Oldfield, who has played 15 games for the Sea Eagles over the past two years including 10 matches on the wing last season, admitted he often found concentration a problem when the action shifted towards the opposite sideline.
“It’s just hard… concentrating; you’re a bit out there on your own so you tend to fall away from the game a bit,” Oldfield told NRL.com.
The 21-year-old, who joined the Sea Eagles after playing rugby union for elite Scots College during the final two years of his secondary schooling, said it was important for wingers to find a way to stay switched on.
“Try to get more involved and do something… just talk to yourself,” he continued.
Oldfield said it was ironic the two players who’d helped him most to date – veteran Michael Robertson and Hopoate – had opened the door to a consistent first grade career following their retirement and missionary work respectively.
“I’ve talked to a few of the boys and they’ve all been pretty encouraging, saying that I might get a good crack this year,” he said.
“I wouldn’t have liked it, earning a spot that way – but that’s just the way it is with footy and life and those boys have chosen their paths.

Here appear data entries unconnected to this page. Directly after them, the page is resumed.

#![doc = include_str!("../README.md")]
#![doc(issue_tracker_base_url = "https://github.com/morphostats/hotelling/issues/")]
#![cfg_attr(docsrs, feature(doc_cfg, doc_auto_cfg))]
#![warn(missing_docs)]
#![deny(unsafe_code)]

pub mod align;
pub mod covariance;
pub mod dataset;
pub mod error;
pub mod paired;
pub mod statistic;

// Re-export main types
pub use align::Notice;
pub use covariance::{
    ClassicalCovariance, CovarianceError, CovarianceEstimator, CovarianceStrategy,
    LedoitWolfConfig, LedoitWolfEstimator, ShrinkageTarget,
};
pub use dataset::{CoordinateFlattener, LandmarkFlattener, ObservationMatrix};
pub use error::{Result, ShapeAxis, TestError};
pub use paired::{PairedHotelling, TestOptions, TestOutput, TestSummary, repeated_measures_test};
pub use statistic::{HotellingComputation, paired_hotelling};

“[It’ll] probably look after me. It’s exciting but I won’t believe in it until I’m there every week.
“Robbo – he’s always been good. Every time I’ve asked him anything he’s always given me twice as long a response as I deserved.
“Hoppa’s been good – being a close mate he’s been really good for my game. Just everyone in general. All the boys have always backed us young boys… never shy to give us a word.”
And Oldfield revealed his good friend was hoping to get the chance to play alongside him when the Blues star returned to the NRL in 2014.
“… He (Hopoate) would like to see me at Parramatta in years to come! He dropped that a couple of times!”
But Oldfield said he knows he needs to make significant improvement if he’s to hold down a first grade spot in 2012.
“I could name everything possible for a footy player, but probably just awareness and footy brains… just staying switched on and always on top of my game,” he said.
While he’s happy to concentrate on wing for now, Oldfield is eyeing an eventual move to the centres.
“Centre is much more enjoyable – you see a lot more of the ball,” he said. “But I think as someone who hasn’t got much experience I’d like to cement my spot on the wing and then maybe in the future move inside.”
He rates another winger who’s entering his fourth NRL season as his toughest opponent.
“It’d have to be [Jharal] Yow Yeh – he’s jumped over me once, twice and run past me a few times… so yeah, he’d have to be the best,” he said.
And can the Sea Eagles go back to back in 2012?
“Yep – 100 per cent,” he said. “It’s the same playing group, minus a few boys and I think there’s no difference with ‘Tooves’ (coach Geoff Toovey), so I think we’ll go the distance.”